It sounds as if Lola is doing a great job of training you


----------



## Lola'sGrammy (Mar 1, 2015)

I'm a fab learner!!! 
Good job she's so cute 99% of the time!! 



Sent from my iPhone using Tapatalk


----------



## alfiemorton (Mar 28, 2015)

Hi Zoe,
We've had the same with Alfie, and he's the same age. We've had issues with inadvertently getting too close to Alfie when he's eating, and have had fearsome growling. It really shook me up. I've learned to leave him be in the kitchen when he eats, which hopefully will give him the message that no one's interested in his food. We have the night time reluctance, like you mention, when the word bedtime is uttered. Alfie sleeps in the kitchen, without a murmur. It's just been getting him there. Like you, I used to just pick him up, take him outside, then give him a cuddle and close the kitchen door for the night. About a month ago, he started to object and would growl and try to bite if I tried to lift him. I have dealt with this by rattling the treat tin from the kitchen and out he trots. Problem seemingly sorted out. I hope! Maybe it's a developmental stage? Christine


----------



## Lola'sGrammy (Mar 1, 2015)

Thanks for that, it's not the food 
We can move her bowl from her whenever, it's literally a dentistix or for example a sock!!! 
We've sorted bedtime now by closing the stairgate before she gets comfy so thankfully that's out of the way... 
Hope all goes well with Alfie now though ... It has to be an age thing??? That's what I'm telling myself ️x 


Sent from my iPhone using Tapatalk


----------



## 2ndhandgal (Aug 29, 2011)

Dogs have lots of subtle signs they show of not liking your behaviour long before they get to the stage of being snarly and grumbly, things like freezing, lip licking, turning their head away and showing the whites of their eyes. All signs that dogs read and we humans don't and go blundering in so the dog has to up its warning level to one we can hear.
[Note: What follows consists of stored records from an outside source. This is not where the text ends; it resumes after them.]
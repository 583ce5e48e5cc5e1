//! FFmpeg-backed frame source.
//!
//! Spawns one `ffmpeg` process per open source, decoding the input to raw
//! RGB24 frames of a fixed size on stdout. Reopening a source spawns a fresh
//! process, which is how a dropped RTSP session gets re-established.

use std::path::PathBuf;
use std::process::Stdio;

use async_trait::async_trait;
use sctv_models::{SourceLocator, StreamDescriptor};
use tokio::io::{AsyncBufReadExt, AsyncReadExt, BufReader};
use tokio::process::{Child, ChildStdout, Command};
use tracing::{debug, info};

use crate::error::{MediaError, MediaResult};
use crate::frame::Frame;
use crate::traits::{FrameSource, FrameSourceFactory};

/// Decoding parameters shared by every source the factory opens.
#[derive(Debug, Clone)]
pub struct FfmpegSourceConfig {
    /// Output frame width
    pub width: u32,
    /// Output frame height
    pub height: u32,
    /// RTSP lower transport (`tcp` avoids UDP packet loss artifacts)
    pub rtsp_transport: String,
}

impl Default for FfmpegSourceConfig {
    fn default() -> Self {
        Self {
            width: 1280,
            height: 720,
            rtsp_transport: "tcp".to_string(),
        }
    }
}

impl FfmpegSourceConfig {
    /// Build the ffmpeg argument list for a locator.
    pub fn build_args(&self, locator: &SourceLocator) -> Vec<String> {
        let mut args: Vec<String> = ["-hide_banner", "-nostdin", "-loglevel", "error"]
            .into_iter()
            .map(String::from)
            .collect();

        let input = if let Some(index) = locator.device_index() {
            args.push("-f".into());
            args.push("v4l2".into());
            format!("/dev/video{}", index)
        } else {
            if locator.is_rtsp() {
                args.push("-rtsp_transport".into());
                args.push(self.rtsp_transport.clone());
            }
            locator.as_str().trim().to_string()
        };

        args.push("-i".into());
        args.push(input);

        args.extend(
            [
                "-an".to_string(),
                "-vf".to_string(),
                format!("scale={}:{}", self.width, self.height),
                "-pix_fmt".to_string(),
                "rgb24".to_string(),
                "-f".to_string(),
                "rawvideo".to_string(),
                "pipe:1".to_string(),
            ]
            .into_iter(),
        );

        args
    }
}

/// Opens `FfmpegFrameSource`s.
pub struct FfmpegSourceFactory {
    ffmpeg: PathBuf,
    config: FfmpegSourceConfig,
}

impl FfmpegSourceFactory {
    /// Create a factory, failing if ffmpeg is not installed.
    pub fn new(config: FfmpegSourceConfig) -> MediaResult<Self> {
        let ffmpeg = which::which("ffmpeg").map_err(|_| MediaError::FfmpegNotFound)?;
        Ok(Self { ffmpeg, config })
    }

    pub fn config(&self) -> &FfmpegSourceConfig {
        &self.config
    }
}

#[async_trait]
impl FrameSourceFactory for FfmpegSourceFactory {
    async fn open(&self, stream: &StreamDescriptor) -> MediaResult<Box<dyn FrameSource>> {
        let args = self.config.build_args(&stream.locator);
        debug!(stream_id = %stream.id, "Spawning ffmpeg for {}", stream.locator);

        let mut child = Command::new(&self.ffmpeg)
            .args(&args)
            .stdin(Stdio::null())
            .stdout(Stdio::piped())
            .stderr(Stdio::piped())
            .kill_on_drop(true)
            .spawn()
            .map_err(|e| MediaError::open_failed(stream.locator.redacted(), e.to_string()))?;

        let stdout = child.stdout.take().ok_or_else(|| {
            MediaError::open_failed(stream.locator.redacted(), "stdout not captured")
        })?;

        // Drain stderr so ffmpeg never blocks on a full pipe
        if let Some(stderr) = child.stderr.take() {
            let stream_id = stream.id.clone();
            tokio::spawn(async move {
                let mut lines = BufReader::new(stderr).lines();
                while let Ok(Some(line)) = lines.next_line().await {
                    debug!(stream_id = %stream_id, "ffmpeg: {}", line);
                }
            });
        }

        info!(stream_id = %stream.id, "Opened frame source {}", stream.locator);

        Ok(Box::new(FfmpegFrameSource {
            child: Some(child),
            stdout: Some(stdout),
            width: self.config.width,
            height: self.config.height,
        }))
    }
}

/// A running ffmpeg decode process.
pub struct FfmpegFrameSource {
    child: Option<Child>,
    stdout: Option<ChildStdout>,
    width: u32,
    height: u32,
}

#[async_trait]
impl FrameSource for FfmpegFrameSource {
    async fn read(&mut self) -> MediaResult<Option<Frame>> {
        let Some(stdout) = self.stdout.as_mut() else {
            return Ok(None);
        };

        let mut buffer = vec![0u8; Frame::byte_len(self.width, self.height)];
        match stdout.read_exact(&mut buffer).await {
            Ok(_) => Frame::new(self.width, self.height, buffer).map(Some),
            Err(e) if e.kind() == std::io::ErrorKind::UnexpectedEof => Ok(None),
            Err(e) => Err(MediaError::read_failed(e.to_string())),
        }
    }

    async fn close(&mut self) {
        self.stdout = None;
        if let Some(mut child) = self.child.take() {
            let _ = child.start_kill();
            let _ = child.wait().await;
        }
    }
}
With anything like that you need to build the dogs confidence levels, just because you can remove a food bowl without the dog grumbling does not mean it is happy about it and in fact it is almost certainly not. This then leads to problems when the dog has higher value items and is worried they are going to be taken from them. 

Much better to build confidence all round, food bowls will never be removed, but I might walk past and drop some extra tasty stuff in now and then, when I first got Molly she resource guarded lots of stuff - she did not grumble at me near her food bowl, but she did freeze and tense. She now looks up to see if I have something tasty for her if I wander close while she is eating. That better level of trust means if I did need to remove it for some reason (like the day I gave each dog the wrong food) she is not remotely worried.

The same with socks and other items, they are worried we are going to steal their prized possession and grumble - we see this as wrong and get aggressive and tense, so they get even more worried and growly. Teach swaps with low value items to start with. I can't see why you would ever want to remove something like a dentastick from a dog once given so build their confidence with that and give them an extra treat while they still have it so they start to welcome your approach.


----------



## Lola'sGrammy (Mar 1, 2015)

I think you've actually taken that wrong! We don't remove her bowl, yes we tried recently to see her reaction but it stays exactly where it is and secondly re the dentistix 
I never ever said we've taken one away?!! That's just plain cruel, I said that we only need to walk past her when she has one and she's aggressive 
We do swaps already 
I feel a little attacked here instead of advised 
We don't get aggressive and tense over socks either... I've stated its literally being anywhere near her, even getting off the sofa when she has something on the floor... 


Sent from my iPhone using Tapatalk


----------



## Lola'sGrammy (Mar 1, 2015)

I can also state she has never once frozen, licked her lips etc as described it happened literally after her first groom 
Never before any of those " subtle signs" 


Sent from my iPhone using Tapatalk


----------



## alfiemorton (Mar 28, 2015)

Hi Zoe,
Thanks for your good wishes re Alfie. I'm sure we'll both be fine with our pups. It sounds like we've both had similar experiences, whether with a food bowl or a sock! I've certainly not intentionally invaded Alfie's space, as i'm sure you haven't, but I suppose, like others on here are saying, I may have missed some subtle signs that he was giving out. As a first time dog owner it's difficult to recognise these, I guess. They must have been very subtle though! And it is a very steep learning curve having a puppy in the house. Good luck! Christine x


----------



## Lola'sGrammy (Mar 1, 2015)

Hi Christine!! Indeed it is , however rather a puppy than another baby! Haha! 
Good luck to you also x 


Sent from my iPhone using Tapatalk


----------



## 2ndhandgal (Aug 29, 2011)

Sorry you feel attacked - that was never my intention and the signs I mentioned will be there, subtle but they are there although the vast majority of us miss them most of the time. 

Certainly a bad grooming experience will have shattered her faith in people somewhat and may have led to her feeling the need to guard things she values. You now need to build that confidence and build her trust that you are not going to take things away. 

Swap is good - but for a dog who is guarding is often far too confrontational - I prefer to distract and get things back the majority of the time.


----------



## alfiemorton (Mar 28, 2015)

Definitely!


----------